关键词: 凋亡, 自噬, Caspase, 机械应力, 成肌细胞

Abstract: PURPOSE: The aim of this study was to investigate the molecular mechanism of autophagy and apoptosis induced by cyclic mechanical stretch and the potential role of autophagy in stretch-induced apoptosis of myoblasts. METHODS: Loading model of L6 myoblasts was established in vitro. The cells were then subjected to cyclic mechanical stretch involving 3 s of 15% stretch alternating with 3 s of relaxation. The cells were collected after mechanical stretch for 6 h, 12 h and 24 h, respectively. Control cells were cultured on the same plates without mechanical strain.

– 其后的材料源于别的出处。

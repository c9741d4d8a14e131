// This Source Code Form is subject to the terms of the Mozilla Public
// License, v. 2.0. If a copy of the MPL was not distributed with this
// file, You can obtain one at https://mozilla.org/MPL/2.0/.

//! Entity 124: Transformation Matrix.
//!
//! The PD carries a 3×4 block (rotation rows R11..R33 interleaved with the
//! translation T1..T3); the implicit last row is (0, 0, 0, 1). Transforms
//! chain through the entity's own DE transform field, and the effective
//! matrix of a chain is composed parent-first by the model.

use super::ParamData;
use crate::entity::SeqMap;
use crate::error::Result;
use crate::record::{PdParam, PdReader};
use nalgebra::{Matrix4, Point3};

#[derive(Debug, Clone)]
pub struct TransformMatrix {
    pub matrix: Matrix4<f64>,
}

impl Default for TransformMatrix {
    fn default() -> Self {
        Self {
            matrix: Matrix4::identity(),
        }
    }
}

impl TransformMatrix {
    pub fn from_matrix(matrix: Matrix4<f64>) -> Self {
        Self { matrix }
    }

    pub fn translation(tx: f64, ty: f64, tz: f64) -> Self {
        Self {
            matrix: Matrix4::new_translation(&nalgebra::Vector3::new(tx, ty, tz)),
        }
    }

    /// Apply this matrix alone (not the chain) to a point
    pub fn transform_point(&self, p: &Point3<f64>) -> Point3<f64> {
        self.matrix.transform_point(p)
    }
}

impl ParamData for TransformMatrix {
    fn read_pd(&mut self, r: &mut PdReader) -> Result<()> {
        let mut m = Matrix4::identity();
        for row in 0..3 {
            for col in 0..3 {
                m[(row, col)] = r.real()?;
            }
            m[(row, 3)] = r.real()?;
        }
        self.matrix = m;
        Ok(())
    }

    fn format(&self, _map: &SeqMap) -> Result<Vec<PdParam>> {
        let mut out = Vec::with_capacity(12);
        for row in 0..3 {
            for col in 0..3 {
                out.push(PdParam::Real(self.matrix[(row, col)]));
            }
            out.push(PdParam::Real(self.matrix[(row, 3)]));
        }
        Ok(out)
    }

    fn rescale(&mut self, sf: f64) {
        // only the translation is a length
        self.matrix[(0, 3)] *= sf;
        self.matrix[(1, 3)] *= sf;
        self.matrix[(2, 3)] *= sf;
    }
}
// This Source Code Form is subject to the terms of the Mozilla Public
// License, v. 2.0. If a copy of the MPL was not distributed with this
// file, You can obtain one at https://mozilla.org/MPL/2.0/.

//! Global-section header: delimiters, product identification, model
//! units, resolution, and authorship fields.

use crate::error::{Error, Result};
use crate::record::{PdParam, PdReader};

/// IGES model units (global parameter 14/15)
#[derive(Debug, Clone, PartialEq)]
#[cfg_attr(feature = "serde", derive(serde::Serialize, serde::Deserialize))]
pub enum Units {
    Inch,
    Millimeter,
    /// Unit named only by parameter 15
    Custom(String),
    Foot,
    Mile,
    Meter,
    Kilometer,
    Mil,
    Micron,
    Centimeter,
    Microinch,
}

impl Units {
    pub fn flag(&self) -> i64 {
        match self {
            Units::Inch => 1,
            Units::Millimeter => 2,
            Units::Custom(_) => 3,
            Units::Foot => 4,
            Units::Mile => 5,
            Units::Meter => 6,
            Units::Kilometer => 7,
            Units::Mil => 8,
            Units::Micron => 9,
            Units::Centimeter => 10,
            Units::Microinch => 11,
        }
    }

    pub fn name(&self) -> &str {
        match self {
            Units::Inch => "IN",
            Units::Millimeter => "MM",
            Units::Custom(s) => s,
            Units::Foot => "FT",
            Units::Mile => "MI",
            Units::Meter => "M",
            Units::Kilometer => "KM",
            Units::Mil => "MIL",
            Units::Micron => "UM",
            Units::Centimeter => "CM",
            Units::Microinch => "UIN",
        }
    }

    pub fn from_flag(flag: i64, name: &str) -> Result<Self> {
        Ok(match flag {
            1 => Units::Inch,
            2 => Units::Millimeter,
            3 => Units::Custom(name.to_string()),
            4 => Units::Foot,
            5 => Units::Mile,
            6 => Units::Meter,
            7 => Units::Kilometer,
            8 => Units::Mil,
            9 => Units::Micron,
            10 => Units::Centimeter,
            11 => Units::Microinch,
            v => return Err(Error::Parse(format!("unit flag {}", v))),
        })
    }
}

/// The 26 global parameters, with authoring defaults
#[derive(Debug, Clone)]
#[cfg_attr(feature = "serde", derive(serde::Serialize, serde::Deserialize))]
pub struct GlobalData {
    pub param_delim: char,
    pub record_delim: char,
    pub product_id_sender: String,
    pub file_name: String,
    pub native_system_id: String,
    pub preprocessor_version: String,
    pub integer_bits: i64,
    pub single_max_power: i64,
    pub single_digits: i64,
    pub double_max_power: i64,
    pub double_digits: i64,
    pub product_id_receiver: String,
    pub model_scale: f64,
    pub units: Units,
    pub line_weight_gradations: i64,
    pub max_line_weight: f64,
    pub creation_date: String,
    pub min_resolution: f64,
    pub max_coordinate: f64,
    pub author: String,
    pub organization: String,
    pub spec_version: i64,
    pub drafting_standard: i64,
    pub modified_date: String,
    pub application_note: String,
}

impl Default for GlobalData {
    fn default() -> Self {
        Self {
            param_delim: ',',
            record_delim: ';',
            product_id_sender: String::new(),
            file_name: String::new(),
            native_system_id: "iges-lite".to_string(),
            preprocessor_version: env!("CARGO_PKG_VERSION").to_string(),
            integer_bits: 32,
            single_max_power: 38,
            single_digits: 6,
            double_max_power: 308,
            double_digits: 15,
            product_id_receiver: String::new(),
            model_scale: 1.0,
            units: Units::Millimeter,
            line_weight_gradations: 1,
            max_line_weight: 0.1,
            creation_date: String::new(),
            min_resolution: 1e-6,
            max_coordinate: 0.0,
            author: String::new(),
            organization: String::new(),
            spec_version: 11,
            drafting_standard: 0,
            modified_date: String::new(),
            application_note: String::new(),
        }
    }
}

impl GlobalData {
    /// Decode from the tokenized global-section parameter list. The two
    /// delimiter parameters must already have steered the tokenizer; they
    /// arrive here as ordinary string parameters.
    pub fn from_params(params: &[PdParam]) -> Result<Self> {
        let mut r = PdReader::new(params);
        let mut g = GlobalData::default();

        let pd = r.text_or(",")?;
        let rd = r.text_or(";")?;
        g.param_delim = pd.chars().next().unwrap_or(',');
        g.record_delim = rd.chars().next().unwrap_or(';');

        g.product_id_sender = r.text_or("")?;
        g.file_name = r.text_or("")?;
        g.native_system_id = r.text_or("")?;
        g.preprocessor_version = r.text_or("")?;
        g.integer_bits = r.int_or(32)?;
        g.single_max_power = r.int_or(38)?;
        g.single_digits = r.int_or(6)?;
        g.double_max_power = r.int_or(308)?;
        g.double_digits = r.int_or(15)?;
        g.product_id_receiver = r.text_or("")?;
        g.model_scale = r.real_or(1.0)?;

        let flag = r.int_or(2)?;
        let name = r.text_or("")?;
        g.units = Units::from_flag(flag, &name)?;

        g.line_weight_gradations = r.int_or(1)?;
        g.max_line_weight = r.real_or(0.1)?;
        g.creation_date = r.text_or("")?;
        g.min_resolution = r.real_or(1e-6)?;
        g.max_coordinate = r.real_or(0.0)?;
        g.author = r.text_or("")?;
        g.organization = r.text_or("")?;
        g.spec_version = r.int_or(11)?;
        g.drafting_standard = r.int_or(0)?;
        g.modified_date = r.text_or("")?;
        g.application_note = r.text_or("")?;

        Ok(g)
    }

    /// Encode to the global-section parameter list
    pub fn to_params(&self) -> Vec<PdParam> {
        vec![
            PdParam::Text(self.param_delim.to_string()),
            PdParam::Text(self.record_delim.to_string()),
            PdParam::Text(self.product_id_sender.clone()),
            PdParam::Text(self.file_name.clone()),
            PdParam::Text(self.native_system_id.clone()),
            PdParam::Text(self.preprocessor_version.clone()),
            PdParam::Integer(self.integer_bits),
            PdParam::Integer(self.single_max_power),
            PdParam::Integer(self.single_digits),
            PdParam::Integer(self.double_max_power),
            PdParam::Integer(self.double_digits),
            PdParam::Text(self.product_id_receiver.clone()),
            PdParam::Real(self.model_scale),
            PdParam::Integer(self.units.flag()),
            PdParam::Text(self.units.name().to_string()),
            PdParam::Integer(self.line_weight_gradations),
            PdParam::Real(self.max_line_weight),
            PdParam::Text(self.creation_date.clone()),
            PdParam::Real(self.min_resolution),
            PdParam::Real(self.max_coordinate),
            PdParam::Text(self.author.clone()),
            PdParam::Text(self.organization.clone()),
            PdParam::Integer(self.spec_version),
            PdParam::Integer(self.drafting_standard),
            PdParam::Text(self.modified_date.clone()),
            PdParam::Text(self.application_note.clone()),
        ]
    }
}

#[cfg(test)]
mod tests {
    use super::*;

    #[test]
    fn defaults_are_sane() {
        let g = GlobalData::default();
        assert_eq!(g.param_delim, ',');
        assert_eq!(g.record_delim, ';');
        assert_eq!(g.units, Units::Millimeter);
        assert_eq!(g.min_resolution, 1e-6);
        assert_eq!(g.spec_version, 11);
    }

    #[test]
    fn round_trip_through_params() {
        let mut g = GlobalData::default();
        g.author = "test author".to_string();
        g.units = Units::Inch;
        g.min_resolution = 1e-5;

        let params = g.to_params();
        let back = GlobalData::from_params(&params).unwrap();

        assert_eq!(back.author, "test author");
        assert_eq!(back.units, Units::Inch);
        assert_eq!(back.min_resolution, 1e-5);
        assert_eq!(back.param_delim, ',');
    }

    #[test]
    fn unit_flags() {
        assert_eq!(Units::Millimeter.flag(), 2);
        assert_eq!(Units::from_flag(8, "").unwrap(), Units::Mil);
        assert_eq!(Units::from_flag(3, "FURLONG").unwrap(), Units::Custom("FURLONG".to_string()));
        assert!(Units::from_flag(12, "").is_err());
    }
}
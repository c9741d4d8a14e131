// This Source Code Form is subject to the terms of the Mozilla Public
// License, v. 2.0. If a copy of the MPL was not distributed with this
// file, You can obtain one at https://mozilla.org/MPL/2.0/.

//! Board-outline scenarios: boolean composition of a rectangular board
//! with holes and notches, extruded to a full IGES model.

use iges_lite_core::Model;
use iges_lite_geometry::{
    extrude_outline, Error, Orientation, Outline, Segment,
};
use nalgebra::Point3;

fn pt(x: f64, y: f64) -> Point3<f64> {
    Point3::new(x, y, 0.0)
}

fn board(w: f64, h: f64) -> Outline {
    Outline::from_segments(vec![
        Segment::line(pt(0.0, 0.0), pt(w, 0.0)).unwrap(),
        Segment::line(pt(w, 0.0), pt(w, h)).unwrap(),
        Segment::line(pt(w, h), pt(0.0, h)).unwrap(),
        Segment::line(pt(0.0, h), pt(0.0, 0.0)).unwrap(),
    ])
    .unwrap()
}

#[test]
fn board_minus_drill_hole_extrudes() {
    let mut outline = board(100.0, 50.0);
    assert_eq!(outline.orientation(), Orientation::Ccw);

    // fully-enclosed circle becomes a nested hole
    let changed = outline.subtract_circle(pt(50.0, 25.0), 10.0).unwrap();
    assert!(changed);
    assert_eq!(outline.holes().len(), 1);
    assert!(!outline.is_point_inside(&pt(50.0, 25.0)));

    let mut model = Model::new();
    let faces = extrude_outline(&outline, 1.6, 0.0, &mut model).unwrap();

    // 4 board walls, 4 hole-wall patches, top and bottom
    assert_eq!(faces.len(), 10);

    let text = model.write().unwrap();
    assert!(text.lines().all(|l| l.len() == 80));

    // all five sections are present
    for letter in ['S', 'G', 'D', 'P', 'T'] {
        assert!(
            text.lines().any(|l| l.as_bytes()[72] as char == letter),
            "missing section {}",
            letter
        );
    }

    // the file re-reads as a consistent model
    let mut reloaded = Model::new();
    reloaded.read(&text).unwrap();
    assert_eq!(reloaded.entities_by_type(144).len(), 10);
    assert_eq!(reloaded.entities_by_type(128).len(), 10);
    // one boundary per wall, two per cap (outer plus drill hole)
    assert_eq!(reloaded.entities_by_type(142).len(), 12);

    // trimmed surfaces reference boundaries with lower DE sequences
    let rs = reloaded.write_to_records().unwrap();
    for d in &rs.directory {
        if d.entity_type == 144 {
            let pd = rs
                .parameters
                .iter()
                .find(|p| p.de_sequence == d.sequence)
                .unwrap();
            let surface = pd.params[0].as_int().unwrap() as u32;
            let outer = pd.params[3].as_int().unwrap() as u32;
            assert!(surface < d.sequence);
            assert!(outer < d.sequence);
        }
    }
}

#[test]
fn bump_on_edge_is_edge_overlap() {
    // semicircle whose chord lies exactly along the board's top edge
    let mut outline = board(100.0, 50.0);

    let arc = Segment::arc(pt(50.0, 50.0), pt(40.0, 50.0), pt(60.0, 50.0), true).unwrap();
    let chord = Segment::line(pt(60.0, 50.0), pt(40.0, 50.0)).unwrap();
    let bump = Outline::from_segments(vec![arc, chord]).unwrap();

    assert!(matches!(
        outline.subtract(&bump),
        Err(Error::InvalidIntersection(_))
    ));
}

#[test]
fn sunken_bump_subtracts_through_edge() {
    // the same semicircle five units lower crosses the top edge at two
    // interior points and carves a notch
    let mut outline = board(100.0, 50.0);
    let area_before = outline.signed_area();

    let arc = Segment::arc(pt(50.0, 45.0), pt(40.0, 45.0), pt(60.0, 45.0), true).unwrap();
    let chord = Segment::line(pt(60.0, 45.0), pt(40.0, 45.0)).unwrap();
    let bump = Outline::from_segments(vec![arc, chord]).unwrap();

    assert!(outline.subtract(&bump).unwrap());
    assert!(outline.signed_area() < area_before);
    assert_eq!(outline.orientation(), Orientation::Ccw);

    assert!(!outline.is_point_inside(&pt(50.0, 49.0)));
    assert!(outline.is_point_inside(&pt(50.0, 40.0)));

    // the notched outline still extrudes and writes
    let mut model = Model::new();
    let faces = extrude_outline(&outline, 1.6, 0.0, &mut model).unwrap();
    assert!(faces.len() > 6);

    let text = model.write().unwrap();
    assert!(text.lines().all(|l| l.len() == 80));
}

#[test]
fn interior_sample_and_outside_points() {
    let mut outline = board(80.0, 40.0);
    outline.subtract_circle(pt(40.0, 20.0), 5.0).unwrap();

    let sample = outline.interior_sample().unwrap();
    assert!(outline.is_point_inside(&sample));

    let (tl, br) = outline.bounds().unwrap();
    for p in [
        pt(tl.x - 1.0, 20.0),
        pt(br.x + 1.0, 20.0),
        pt(40.0, tl.y + 1.0),
        pt(40.0, br.y - 1.0),
    ] {
        assert!(!outline.is_point_inside(&p));
    }
}

#[test]
fn mounting_slot_composition() {
    // a slot: subtract a circle overlapping the left edge, then a second
    // circle fully inside; the outline stays well-formed throughout
    let mut outline = board(100.0, 50.0);

    assert!(outline.subtract_circle(pt(0.0, 25.0), 6.0).unwrap());
    assert!(outline.subtract_circle(pt(70.0, 25.0), 4.0).unwrap());

    assert_eq!(outline.holes().len(), 1);
    assert!(!outline.is_point_inside(&pt(3.0, 25.0)));
    assert!(!outline.is_point_inside(&pt(70.0, 25.0)));
    assert!(outline.is_point_inside(&pt(30.0, 25.0)));

    let segs = outline.segments();
    for i in 0..segs.len() {
        let next = &segs[(i + 1) % segs.len()];
        assert!(iges_lite_geometry::points_match(
            &segs[i].end(),
            &next.start(),
            1e-6
        ));
    }
}

#[test]
fn finalized_outline_is_read_only() {
    let mut outline = board(10.0, 10.0);
    outline.finalize().unwrap();

    assert!(outline.subtract_circle(pt(5.0, 5.0), 1.0).is_err());

    // but it still serves as a boolean operand and extrudes
    let mut base = board(30.0, 30.0);
    let hole = {
        let mut o = Outline::from_circle(pt(15.0, 15.0), 3.0).unwrap();
        o.finalize().unwrap();
        o
    };
    assert!(base.subtract(&hole).unwrap());

    let mut model = Model::new();
    extrude_outline(&base, 1.0, 0.0, &mut model).unwrap();
    assert!(!model.write().unwrap().is_empty());
}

Apoptosis of myoblasts was assessed by Hoechst 33258 staining and Annexin V binding and propidium iodide staining. Autophagy was determined by MDC staining and transmission electron microscopy(TEM). The level of proteins associated with apoptosis and autophagy was detected by Western blot. The data were analyzed with SPSS 17.0 software package. RESULTS: The results of Hoechst 33258 staining and Annexin V binding and propidium iodide staining indicated that mechanical stretch notably induced apoptosis of myoblasts. Caspase inhibitor z-VAD-fmk effectively abrogated apoptosis of myoblasts, indicating mechanical stretch induced caspase-dependent apoptosis. In addition, the results of TEM, MDC staining and Western blot proved that mechanical stretch elicited autophagy of myoblasts. Inhibition of autophagy using 3-MA enhanced caspase-dependent apoptosis induced by mechanical stretch. CONCLUSIONS: Cyclic mechanical stretch induced apoptosis and autophagy of myoblasts time-dependently. Protective autophagy, acting as the compensatory mechanism, inhibited caspase-dependent apoptosis induced by mechanical stretch.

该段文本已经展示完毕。